* _Work order_
Identify all lines in the data containing the string "ObservationTable". Copy them out.

[Start of Attachment]

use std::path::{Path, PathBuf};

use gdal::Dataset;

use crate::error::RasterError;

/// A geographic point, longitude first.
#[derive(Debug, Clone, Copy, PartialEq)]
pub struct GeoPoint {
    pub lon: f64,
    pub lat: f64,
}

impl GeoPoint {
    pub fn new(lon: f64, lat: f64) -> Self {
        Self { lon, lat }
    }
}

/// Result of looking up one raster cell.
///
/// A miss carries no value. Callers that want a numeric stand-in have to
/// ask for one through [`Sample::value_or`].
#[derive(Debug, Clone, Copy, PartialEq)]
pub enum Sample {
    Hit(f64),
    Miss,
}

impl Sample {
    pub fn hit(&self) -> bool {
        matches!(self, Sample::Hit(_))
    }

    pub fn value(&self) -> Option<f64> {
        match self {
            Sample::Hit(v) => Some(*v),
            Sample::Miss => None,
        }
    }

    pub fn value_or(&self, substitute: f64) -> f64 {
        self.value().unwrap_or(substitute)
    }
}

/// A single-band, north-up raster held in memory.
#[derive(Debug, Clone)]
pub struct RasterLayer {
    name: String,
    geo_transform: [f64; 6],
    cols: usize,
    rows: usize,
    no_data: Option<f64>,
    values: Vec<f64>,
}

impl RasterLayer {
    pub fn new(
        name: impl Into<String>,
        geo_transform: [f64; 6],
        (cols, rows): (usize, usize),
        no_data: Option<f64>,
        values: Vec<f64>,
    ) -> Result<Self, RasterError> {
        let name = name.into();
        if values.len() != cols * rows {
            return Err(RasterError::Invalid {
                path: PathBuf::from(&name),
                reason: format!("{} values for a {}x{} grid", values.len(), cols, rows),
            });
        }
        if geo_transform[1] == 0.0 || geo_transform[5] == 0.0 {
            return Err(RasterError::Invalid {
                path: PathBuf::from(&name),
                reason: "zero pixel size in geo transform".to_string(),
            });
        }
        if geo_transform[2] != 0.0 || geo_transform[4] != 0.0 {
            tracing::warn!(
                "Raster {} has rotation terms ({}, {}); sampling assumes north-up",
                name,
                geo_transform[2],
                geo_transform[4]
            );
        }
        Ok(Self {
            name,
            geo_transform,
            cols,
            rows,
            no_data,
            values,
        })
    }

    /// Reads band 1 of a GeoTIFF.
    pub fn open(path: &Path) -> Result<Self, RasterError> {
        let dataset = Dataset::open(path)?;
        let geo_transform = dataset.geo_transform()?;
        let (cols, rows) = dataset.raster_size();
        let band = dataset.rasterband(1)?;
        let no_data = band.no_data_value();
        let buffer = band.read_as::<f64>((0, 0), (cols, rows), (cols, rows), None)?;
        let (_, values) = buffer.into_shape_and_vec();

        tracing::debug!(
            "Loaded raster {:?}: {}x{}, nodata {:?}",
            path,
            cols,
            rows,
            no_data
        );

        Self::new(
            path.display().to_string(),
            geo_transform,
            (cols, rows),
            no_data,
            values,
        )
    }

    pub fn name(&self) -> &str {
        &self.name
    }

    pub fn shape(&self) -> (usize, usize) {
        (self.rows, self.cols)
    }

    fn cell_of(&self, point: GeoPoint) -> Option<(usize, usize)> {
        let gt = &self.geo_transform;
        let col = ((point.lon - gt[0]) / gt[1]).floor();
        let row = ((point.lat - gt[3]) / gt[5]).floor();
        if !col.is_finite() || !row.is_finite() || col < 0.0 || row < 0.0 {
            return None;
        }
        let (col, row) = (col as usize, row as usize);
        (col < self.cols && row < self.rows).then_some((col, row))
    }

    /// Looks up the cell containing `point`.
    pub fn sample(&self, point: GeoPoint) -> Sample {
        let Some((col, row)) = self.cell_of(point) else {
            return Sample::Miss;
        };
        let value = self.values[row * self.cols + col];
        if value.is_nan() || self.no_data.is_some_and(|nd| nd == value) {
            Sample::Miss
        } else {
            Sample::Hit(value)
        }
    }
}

[End of Attachment]
[Start of Attachment]

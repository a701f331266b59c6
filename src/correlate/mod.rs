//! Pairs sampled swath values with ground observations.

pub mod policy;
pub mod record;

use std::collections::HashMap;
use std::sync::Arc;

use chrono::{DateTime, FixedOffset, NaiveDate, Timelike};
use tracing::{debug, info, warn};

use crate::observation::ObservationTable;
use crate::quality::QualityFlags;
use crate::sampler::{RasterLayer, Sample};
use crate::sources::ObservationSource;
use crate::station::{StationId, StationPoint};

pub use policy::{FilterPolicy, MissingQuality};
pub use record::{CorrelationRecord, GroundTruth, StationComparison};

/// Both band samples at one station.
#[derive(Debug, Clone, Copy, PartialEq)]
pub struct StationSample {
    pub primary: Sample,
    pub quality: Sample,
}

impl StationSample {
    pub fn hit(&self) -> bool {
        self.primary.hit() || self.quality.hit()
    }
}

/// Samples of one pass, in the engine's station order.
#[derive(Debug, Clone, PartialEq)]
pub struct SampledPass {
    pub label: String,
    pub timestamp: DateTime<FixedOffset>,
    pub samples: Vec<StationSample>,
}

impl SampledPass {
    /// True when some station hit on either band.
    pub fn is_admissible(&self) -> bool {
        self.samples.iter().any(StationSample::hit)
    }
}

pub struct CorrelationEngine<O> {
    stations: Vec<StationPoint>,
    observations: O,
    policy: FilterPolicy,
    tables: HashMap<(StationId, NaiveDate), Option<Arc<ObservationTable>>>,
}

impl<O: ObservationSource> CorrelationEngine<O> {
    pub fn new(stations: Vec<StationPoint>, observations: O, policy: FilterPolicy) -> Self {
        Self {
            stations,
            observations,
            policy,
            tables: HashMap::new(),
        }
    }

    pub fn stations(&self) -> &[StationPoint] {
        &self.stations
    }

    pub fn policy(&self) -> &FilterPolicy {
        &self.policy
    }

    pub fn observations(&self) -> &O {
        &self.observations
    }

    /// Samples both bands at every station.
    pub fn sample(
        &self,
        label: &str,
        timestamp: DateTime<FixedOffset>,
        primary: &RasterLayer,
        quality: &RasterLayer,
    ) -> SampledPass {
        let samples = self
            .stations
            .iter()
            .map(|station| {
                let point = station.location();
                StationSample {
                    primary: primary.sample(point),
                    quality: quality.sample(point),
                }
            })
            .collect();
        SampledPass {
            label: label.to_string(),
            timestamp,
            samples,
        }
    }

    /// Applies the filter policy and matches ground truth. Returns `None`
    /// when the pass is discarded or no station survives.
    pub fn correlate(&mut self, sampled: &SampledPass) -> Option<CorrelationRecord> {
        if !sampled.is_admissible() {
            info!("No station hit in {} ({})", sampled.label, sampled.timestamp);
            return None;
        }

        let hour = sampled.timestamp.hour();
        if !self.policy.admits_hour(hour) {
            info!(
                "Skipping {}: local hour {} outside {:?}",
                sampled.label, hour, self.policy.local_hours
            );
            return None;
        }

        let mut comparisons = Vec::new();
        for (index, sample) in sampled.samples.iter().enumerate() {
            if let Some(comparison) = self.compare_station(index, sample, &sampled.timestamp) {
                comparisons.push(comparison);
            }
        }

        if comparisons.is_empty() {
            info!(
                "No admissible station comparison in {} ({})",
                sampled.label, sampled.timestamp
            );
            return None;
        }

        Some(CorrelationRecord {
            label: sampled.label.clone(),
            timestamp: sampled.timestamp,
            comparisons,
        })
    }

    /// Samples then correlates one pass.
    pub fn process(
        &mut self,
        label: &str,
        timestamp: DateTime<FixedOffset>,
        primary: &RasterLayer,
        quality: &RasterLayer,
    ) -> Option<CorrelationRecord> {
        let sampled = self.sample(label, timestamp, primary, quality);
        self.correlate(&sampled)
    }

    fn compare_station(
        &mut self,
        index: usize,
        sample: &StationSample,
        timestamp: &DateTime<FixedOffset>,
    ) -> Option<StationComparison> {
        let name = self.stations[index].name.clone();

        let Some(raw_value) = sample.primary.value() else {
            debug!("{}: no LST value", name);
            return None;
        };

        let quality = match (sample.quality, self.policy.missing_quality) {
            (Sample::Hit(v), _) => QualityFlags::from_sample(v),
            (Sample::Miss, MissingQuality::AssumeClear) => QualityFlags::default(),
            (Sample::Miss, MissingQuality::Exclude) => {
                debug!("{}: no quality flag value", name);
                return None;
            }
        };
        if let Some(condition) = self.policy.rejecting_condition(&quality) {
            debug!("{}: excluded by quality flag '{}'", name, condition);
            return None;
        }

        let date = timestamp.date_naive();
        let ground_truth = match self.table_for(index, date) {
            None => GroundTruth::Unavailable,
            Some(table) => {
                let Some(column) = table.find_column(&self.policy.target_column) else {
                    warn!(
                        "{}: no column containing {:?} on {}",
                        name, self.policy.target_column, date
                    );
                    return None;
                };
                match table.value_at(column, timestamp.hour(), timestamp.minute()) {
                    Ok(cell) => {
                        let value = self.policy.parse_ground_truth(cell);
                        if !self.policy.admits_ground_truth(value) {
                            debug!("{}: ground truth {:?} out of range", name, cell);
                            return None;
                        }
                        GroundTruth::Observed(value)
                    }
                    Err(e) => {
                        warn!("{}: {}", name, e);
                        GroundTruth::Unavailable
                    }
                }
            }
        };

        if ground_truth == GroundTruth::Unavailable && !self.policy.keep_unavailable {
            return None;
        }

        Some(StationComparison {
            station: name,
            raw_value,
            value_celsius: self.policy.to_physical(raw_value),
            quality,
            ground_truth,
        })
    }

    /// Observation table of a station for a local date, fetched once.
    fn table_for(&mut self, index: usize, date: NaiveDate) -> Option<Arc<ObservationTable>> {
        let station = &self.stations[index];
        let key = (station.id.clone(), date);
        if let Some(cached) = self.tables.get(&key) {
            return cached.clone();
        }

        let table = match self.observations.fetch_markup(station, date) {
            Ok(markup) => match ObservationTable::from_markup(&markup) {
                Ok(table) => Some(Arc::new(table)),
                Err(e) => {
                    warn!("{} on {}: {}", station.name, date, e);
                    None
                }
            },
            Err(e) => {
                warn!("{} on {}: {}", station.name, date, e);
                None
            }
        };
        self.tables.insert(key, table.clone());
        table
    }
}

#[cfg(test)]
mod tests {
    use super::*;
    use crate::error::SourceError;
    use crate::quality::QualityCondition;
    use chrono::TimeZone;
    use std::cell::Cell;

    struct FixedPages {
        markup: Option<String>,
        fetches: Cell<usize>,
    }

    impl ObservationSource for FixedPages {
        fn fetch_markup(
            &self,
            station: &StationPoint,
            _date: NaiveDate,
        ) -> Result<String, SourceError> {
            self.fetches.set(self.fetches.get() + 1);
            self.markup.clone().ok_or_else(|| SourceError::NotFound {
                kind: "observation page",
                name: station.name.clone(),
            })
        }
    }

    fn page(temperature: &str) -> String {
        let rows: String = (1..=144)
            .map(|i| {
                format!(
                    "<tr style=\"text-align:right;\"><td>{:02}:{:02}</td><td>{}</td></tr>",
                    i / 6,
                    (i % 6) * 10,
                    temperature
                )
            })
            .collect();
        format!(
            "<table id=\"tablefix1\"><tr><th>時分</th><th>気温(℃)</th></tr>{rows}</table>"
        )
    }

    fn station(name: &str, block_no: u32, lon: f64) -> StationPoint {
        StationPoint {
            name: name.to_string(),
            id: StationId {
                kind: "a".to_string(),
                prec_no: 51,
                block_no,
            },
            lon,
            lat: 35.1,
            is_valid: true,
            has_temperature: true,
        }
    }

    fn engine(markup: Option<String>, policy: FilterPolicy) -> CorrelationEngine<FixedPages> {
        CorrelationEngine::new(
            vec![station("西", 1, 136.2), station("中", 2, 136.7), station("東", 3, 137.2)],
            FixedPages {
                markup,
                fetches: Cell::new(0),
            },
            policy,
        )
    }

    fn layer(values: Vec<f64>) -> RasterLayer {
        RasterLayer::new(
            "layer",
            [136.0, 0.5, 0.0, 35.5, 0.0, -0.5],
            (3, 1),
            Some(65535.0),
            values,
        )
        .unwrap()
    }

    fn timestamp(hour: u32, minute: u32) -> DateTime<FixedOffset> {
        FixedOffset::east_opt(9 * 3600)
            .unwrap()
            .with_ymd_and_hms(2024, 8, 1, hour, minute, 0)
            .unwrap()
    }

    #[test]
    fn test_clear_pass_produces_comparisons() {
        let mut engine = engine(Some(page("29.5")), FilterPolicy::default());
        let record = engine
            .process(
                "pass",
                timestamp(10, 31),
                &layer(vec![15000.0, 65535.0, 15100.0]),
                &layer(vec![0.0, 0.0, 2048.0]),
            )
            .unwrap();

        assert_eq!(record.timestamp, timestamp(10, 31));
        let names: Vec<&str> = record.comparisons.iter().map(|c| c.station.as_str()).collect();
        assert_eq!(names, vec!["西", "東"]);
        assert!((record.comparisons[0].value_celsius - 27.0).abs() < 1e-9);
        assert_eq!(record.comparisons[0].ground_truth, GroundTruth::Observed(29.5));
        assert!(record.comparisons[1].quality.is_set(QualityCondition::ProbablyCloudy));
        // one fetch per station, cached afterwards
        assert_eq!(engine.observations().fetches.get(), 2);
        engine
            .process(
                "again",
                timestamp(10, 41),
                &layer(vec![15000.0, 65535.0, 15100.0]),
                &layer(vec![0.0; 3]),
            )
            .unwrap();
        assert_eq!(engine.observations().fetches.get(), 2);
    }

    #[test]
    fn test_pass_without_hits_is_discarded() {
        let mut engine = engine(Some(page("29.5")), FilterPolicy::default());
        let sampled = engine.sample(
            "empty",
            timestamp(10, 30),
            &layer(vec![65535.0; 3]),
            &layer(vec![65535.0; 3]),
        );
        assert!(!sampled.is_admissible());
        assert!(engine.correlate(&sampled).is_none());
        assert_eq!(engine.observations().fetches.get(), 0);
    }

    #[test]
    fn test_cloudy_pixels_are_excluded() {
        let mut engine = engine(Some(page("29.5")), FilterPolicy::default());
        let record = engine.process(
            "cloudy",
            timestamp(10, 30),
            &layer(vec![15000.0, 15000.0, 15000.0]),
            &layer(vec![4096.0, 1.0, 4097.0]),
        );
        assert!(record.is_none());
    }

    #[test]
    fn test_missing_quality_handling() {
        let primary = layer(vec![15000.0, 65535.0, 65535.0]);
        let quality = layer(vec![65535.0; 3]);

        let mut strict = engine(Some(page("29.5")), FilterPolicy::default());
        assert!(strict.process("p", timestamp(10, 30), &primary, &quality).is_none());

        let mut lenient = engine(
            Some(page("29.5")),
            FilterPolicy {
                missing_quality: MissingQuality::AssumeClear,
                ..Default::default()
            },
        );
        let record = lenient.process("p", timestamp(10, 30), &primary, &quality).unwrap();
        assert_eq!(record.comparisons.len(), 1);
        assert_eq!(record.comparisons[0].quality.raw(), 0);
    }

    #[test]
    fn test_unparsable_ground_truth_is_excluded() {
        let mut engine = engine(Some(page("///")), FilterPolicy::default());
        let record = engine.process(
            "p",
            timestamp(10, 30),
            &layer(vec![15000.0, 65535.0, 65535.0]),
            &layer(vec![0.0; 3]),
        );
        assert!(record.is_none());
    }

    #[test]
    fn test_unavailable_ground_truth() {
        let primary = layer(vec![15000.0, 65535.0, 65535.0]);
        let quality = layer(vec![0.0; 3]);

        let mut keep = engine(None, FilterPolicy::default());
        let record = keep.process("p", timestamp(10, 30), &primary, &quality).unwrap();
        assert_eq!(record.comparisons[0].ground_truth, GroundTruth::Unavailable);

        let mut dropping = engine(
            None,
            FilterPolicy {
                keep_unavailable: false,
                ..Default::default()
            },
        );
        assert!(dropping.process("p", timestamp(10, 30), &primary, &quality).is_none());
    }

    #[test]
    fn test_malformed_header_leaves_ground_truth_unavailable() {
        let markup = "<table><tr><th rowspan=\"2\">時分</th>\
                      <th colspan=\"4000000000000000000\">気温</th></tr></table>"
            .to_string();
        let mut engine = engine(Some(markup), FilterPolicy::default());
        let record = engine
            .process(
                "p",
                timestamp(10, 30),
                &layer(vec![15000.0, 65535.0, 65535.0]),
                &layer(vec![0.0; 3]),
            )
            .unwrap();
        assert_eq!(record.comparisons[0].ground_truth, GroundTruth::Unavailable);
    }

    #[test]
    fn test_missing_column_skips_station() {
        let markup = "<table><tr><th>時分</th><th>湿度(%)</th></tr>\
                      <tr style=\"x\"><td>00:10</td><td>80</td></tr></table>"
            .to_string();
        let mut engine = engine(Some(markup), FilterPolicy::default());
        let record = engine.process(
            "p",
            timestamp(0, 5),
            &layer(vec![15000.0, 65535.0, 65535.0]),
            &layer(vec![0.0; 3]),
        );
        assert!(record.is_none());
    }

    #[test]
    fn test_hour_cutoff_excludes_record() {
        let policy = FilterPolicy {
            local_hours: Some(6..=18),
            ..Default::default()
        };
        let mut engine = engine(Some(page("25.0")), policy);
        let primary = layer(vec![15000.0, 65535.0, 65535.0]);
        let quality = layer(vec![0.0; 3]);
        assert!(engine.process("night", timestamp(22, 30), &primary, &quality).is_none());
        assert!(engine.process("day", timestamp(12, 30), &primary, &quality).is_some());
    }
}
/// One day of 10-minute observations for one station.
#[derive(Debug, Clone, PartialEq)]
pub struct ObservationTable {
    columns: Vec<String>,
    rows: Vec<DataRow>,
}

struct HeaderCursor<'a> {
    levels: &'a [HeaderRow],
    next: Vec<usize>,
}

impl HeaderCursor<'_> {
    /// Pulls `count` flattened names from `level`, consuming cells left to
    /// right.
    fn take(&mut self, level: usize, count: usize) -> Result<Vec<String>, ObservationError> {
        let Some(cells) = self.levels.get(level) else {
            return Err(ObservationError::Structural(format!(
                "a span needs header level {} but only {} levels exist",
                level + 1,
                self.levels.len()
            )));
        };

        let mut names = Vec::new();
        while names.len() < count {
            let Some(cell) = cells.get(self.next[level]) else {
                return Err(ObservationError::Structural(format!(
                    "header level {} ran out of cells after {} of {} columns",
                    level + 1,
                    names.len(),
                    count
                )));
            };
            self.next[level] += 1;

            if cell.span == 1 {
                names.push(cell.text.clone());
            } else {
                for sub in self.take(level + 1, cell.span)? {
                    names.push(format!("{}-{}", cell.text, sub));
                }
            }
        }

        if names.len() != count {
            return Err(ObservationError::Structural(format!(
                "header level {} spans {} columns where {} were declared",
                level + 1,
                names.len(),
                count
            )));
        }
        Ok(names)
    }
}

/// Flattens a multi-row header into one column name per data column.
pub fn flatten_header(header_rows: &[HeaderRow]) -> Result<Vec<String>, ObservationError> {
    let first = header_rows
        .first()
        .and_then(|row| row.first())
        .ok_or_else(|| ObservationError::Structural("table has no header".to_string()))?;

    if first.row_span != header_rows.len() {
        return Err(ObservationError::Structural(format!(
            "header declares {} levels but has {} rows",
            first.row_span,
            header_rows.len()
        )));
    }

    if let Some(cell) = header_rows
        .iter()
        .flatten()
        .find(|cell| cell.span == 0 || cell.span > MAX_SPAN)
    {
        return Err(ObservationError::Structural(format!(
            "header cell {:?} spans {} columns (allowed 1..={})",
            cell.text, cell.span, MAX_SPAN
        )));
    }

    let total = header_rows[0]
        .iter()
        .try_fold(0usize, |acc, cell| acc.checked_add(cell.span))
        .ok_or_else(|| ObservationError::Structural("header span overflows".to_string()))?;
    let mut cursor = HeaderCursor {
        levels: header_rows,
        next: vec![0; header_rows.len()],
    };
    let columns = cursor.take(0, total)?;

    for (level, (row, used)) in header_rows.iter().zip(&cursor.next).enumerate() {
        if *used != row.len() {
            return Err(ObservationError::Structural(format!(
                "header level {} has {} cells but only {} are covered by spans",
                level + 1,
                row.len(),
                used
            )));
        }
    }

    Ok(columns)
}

[End of Attachment]

* _Result for this task_
use crate::observation::ObservationTable;
    tables: HashMap<(StationId, NaiveDate), Option<Arc<ObservationTable>>>,
    fn table_for(&mut self, index: usize, date: NaiveDate) -> Option<Arc<ObservationTable>> {
            Ok(markup) => match ObservationTable::from_markup(&markup) {
pub struct ObservationTable {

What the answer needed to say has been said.